What steps has Microsoft taken to prevent the reoccurrence of the Azure DNS DDoS?
The attack revealed a flaw in how Microsoft implemented its DNS Edge caches. The flaw may have allowed the DDoS (Distributed Denial-of-Service) attack.
“Azure DNS servers experienced an anomalous surge in DNS queries from across the globe targeting a set of domains hosted on Azure. Normally, Azure’s layers of caches and traffic shaping would mitigate this surge. In this incident, one specific sequence of events exposed a code defect in our DNS service that reduced the efficiency of our DNS Edge caches,” Microsoft explained in the root cause analysis for the outage.
“As our DNS service became overloaded, DNS clients began frequent retries of their requests which added workload to the DNS service.

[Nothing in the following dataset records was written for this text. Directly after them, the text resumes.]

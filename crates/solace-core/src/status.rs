// SPDX-FileCopyrightText: 2026 Solace Contributors
// SPDX-License-Identifier: MIT OR Apache-2.0

//! Message delivery lifecycle.
//!
//! [`MessageStatus`] is the closed set of states a message can be in. The
//! numeric ids are stable and are what the storage layer persists. External
//! transport vocabulary is folded into this enum by
//! [`MessageStatus::from_transport`], which never fails: anything it does not
//! recognize becomes [`MessageStatus::Unknown`].

use serde::{Deserialize, Serialize};
use strum::{Display, EnumIter};

/// Delivery state of a single message.
#[derive(
    Debug, Clone, Copy, PartialEq, Eq, Hash, Display, EnumIter, Serialize, Deserialize,
)]
pub enum MessageStatus {
    /// Created but not yet handed to anyone.
    #[strum(serialize = "Pending Activation")]
    Pending,
    Sent,
    Received,
    Delivered,
    Canceled,
    Failed,
    Accepted,
    Queued,
    Receiving,
    Read,
    Sending,
    Unknown,
}

/// Side effect the reconciler owes once a status has been persisted.
#[derive(Debug, Clone, Copy, PartialEq, Eq)]
pub enum StatusEffect {
    /// Charge the recipient and close the owning conversation.
    DeductAndClose,
    /// Close the owning conversation without charging.
    Close,
    /// Persist only.
    None,
}

impl MessageStatus {
    /// Stable storage id.
    pub fn id(self) -> i64 {
        match self {
            MessageStatus::Pending => 1,
            MessageStatus::Sent => 2,
            MessageStatus::Received => 3,
            MessageStatus::Delivered => 4,
            MessageStatus::Canceled => 5,
            MessageStatus::Failed => 6,
            MessageStatus::Accepted => 7,
            MessageStatus::Queued => 8,
            MessageStatus::Receiving => 9,
            MessageStatus::Read => 10,
            MessageStatus::Sending => 11,
            MessageStatus::Unknown => 12,
        }
    }

    /// Inverse of [`MessageStatus::id`]. Unrecognized ids map to `Unknown`.
    pub fn from_id(id: i64) -> Self {
        match id {
            1 => MessageStatus::Pending,
            2 => MessageStatus::Sent,
            3 => MessageStatus::Received,
            4 => MessageStatus::Delivered,
            5 => MessageStatus::Canceled,
            6 => MessageStatus::Failed,
            7 => MessageStatus::Accepted,
            8 => MessageStatus::Queued,
            9 => MessageStatus::Receiving,
            10 => MessageStatus::Read,
            11 => MessageStatus::Sending,
            _ => MessageStatus::Unknown,
        }
    }

    /// Map a status string reported by the SMS transport.
    ///
    /// Case and surrounding whitespace are ignored. `undelivered` is folded
    /// into `Failed`.
    pub fn from_transport(raw: &str) -> Self {
        match raw.trim().to_ascii_lowercase().as_str() {
            "accepted" => MessageStatus::Accepted,
            "queued" => MessageStatus::Queued,
            "sending" => MessageStatus::Sending,
            "sent" => MessageStatus::Sent,
            "failed" | "undelivered" => MessageStatus::Failed,
            "delivered" => MessageStatus::Delivered,
            "receiving" => MessageStatus::Receiving,
            "received" => MessageStatus::Received,
            "read" => MessageStatus::Read,
            "canceled" => MessageStatus::Canceled,
            _ => MessageStatus::Unknown,
        }
    }

    /// Terminal statuses end the delivery lifecycle of an outbound message.
    pub fn is_terminal(self) -> bool {
        matches!(self, MessageStatus::Delivered | MessageStatus::Failed)
    }

    /// What the reconciler must do after persisting this status.
    pub fn effect(self) -> StatusEffect {
        match self {
            MessageStatus::Delivered => StatusEffect::DeductAndClose,
            MessageStatus::Failed => StatusEffect::Close,
            _ => StatusEffect::None,
        }
    }
}

#[cfg(test)]
mod tests {
    use super::*;
    use proptest::prelude::*;
    use strum::IntoEnumIterator;

    #[test]
    fn ids_are_stable_and_invertible() {
        for status in MessageStatus::iter() {
            assert_eq!(MessageStatus::from_id(status.id()), status);
        }
        assert_eq!(MessageStatus::Pending.id(), 1);
        assert_eq!(MessageStatus::Delivered.id(), 4);
        assert_eq!(MessageStatus::Failed.id(), 6);
        assert_eq!(MessageStatus::Sending.id(), 11);
        assert_eq!(MessageStatus::Unknown.id(), 12);
    }

    #[test]
    fn transport_vocabulary_maps_to_defined_statuses() {
        let cases = [
            ("accepted", MessageStatus::Accepted),
            ("queued", MessageStatus::Queued),
            ("sending", MessageStatus::Sending),
            ("sent", MessageStatus::Sent),
            ("failed", MessageStatus::Failed),
            ("delivered", MessageStatus::Delivered),
            ("undelivered", MessageStatus::Failed),
            ("receiving", MessageStatus::Receiving),
            ("received", MessageStatus::Received),
            ("read", MessageStatus::Read),
        ];
        for (raw, expected) in cases {
            assert_eq!(MessageStatus::from_transport(raw), expected, "{raw}");
        }
    }

    #[test]
    fn transport_mapping_ignores_case_and_whitespace() {
        assert_eq!(
            MessageStatus::from_transport("  Delivered\n"),
            MessageStatus::Delivered
        );
        assert_eq!(
            MessageStatus::from_transport("UNDELIVERED"),
            MessageStatus::Failed
        );
    }

    #[test]
    fn unrecognized_status_is_unknown() {
        assert_eq!(
            MessageStatus::from_transport("partially_delivered"),
            MessageStatus::Unknown
        );
        assert_eq!(MessageStatus::from_transport(""), MessageStatus::Unknown);
    }

    #[test]
    fn effects_for_terminal_statuses() {
        assert_eq!(
            MessageStatus::Delivered.effect(),
            StatusEffect::DeductAndClose
        );
        assert_eq!(MessageStatus::Failed.effect(), StatusEffect::Close);
        for status in MessageStatus::iter().filter(|s| !s.is_terminal()) {
            assert_eq!(status.effect(), StatusEffect::None, "{status}");
        }
    }

    #[test]
    fn pending_displays_legacy_label() {
        assert_eq!(MessageStatus::Pending.to_string(), "Pending Activation");
        assert_eq!(MessageStatus::Delivered.to_string(), "Delivered");
    }

    proptest! {
        #[test]
        fn mapping_is_total(raw in ".*") {
            let status = MessageStatus::from_transport(&raw);
            prop_assert_eq!(MessageStatus::from_id(status.id()), status);
        }

        #[test]
        fn unknown_ids_never_panic(id in any::<i64>()) {
            let status = MessageStatus::from_id(id);
            if !(1..=12).contains(&id) {
                prop_assert_eq!(status, MessageStatus::Unknown);
            }
        }
    }
}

Since client retries are considered legitimate DNS traffic, this traffic was not dropped by our volumetric spike mitigation systems. This increase in traffic led to decreased availability of our DNS service.”
Alternative summary: Microsoft's global service outage this week caused by an Azure DDoS DNS cascading failure. https://t.co/EjHkp2k5mM
— Kenn White (@kennwhite) April 3, 2021
This basically means Microsoft was overly dependent on Azure DNS services to resolve the majority of its domain addresses. As the Azure DNS services remained unavailable, so did the services that depended on the same.
Microsoft has reportedly stated that they are repairing the code defect in Azure DNS. However, the company’s solution apparently involves boosting the ability to handle a large number of simultaneous requests.
Microsoft has additionally indicated that it plans on improving the monitoring and mitigations of anomalous traffic. However, some experts claim the company must deploy additional measures.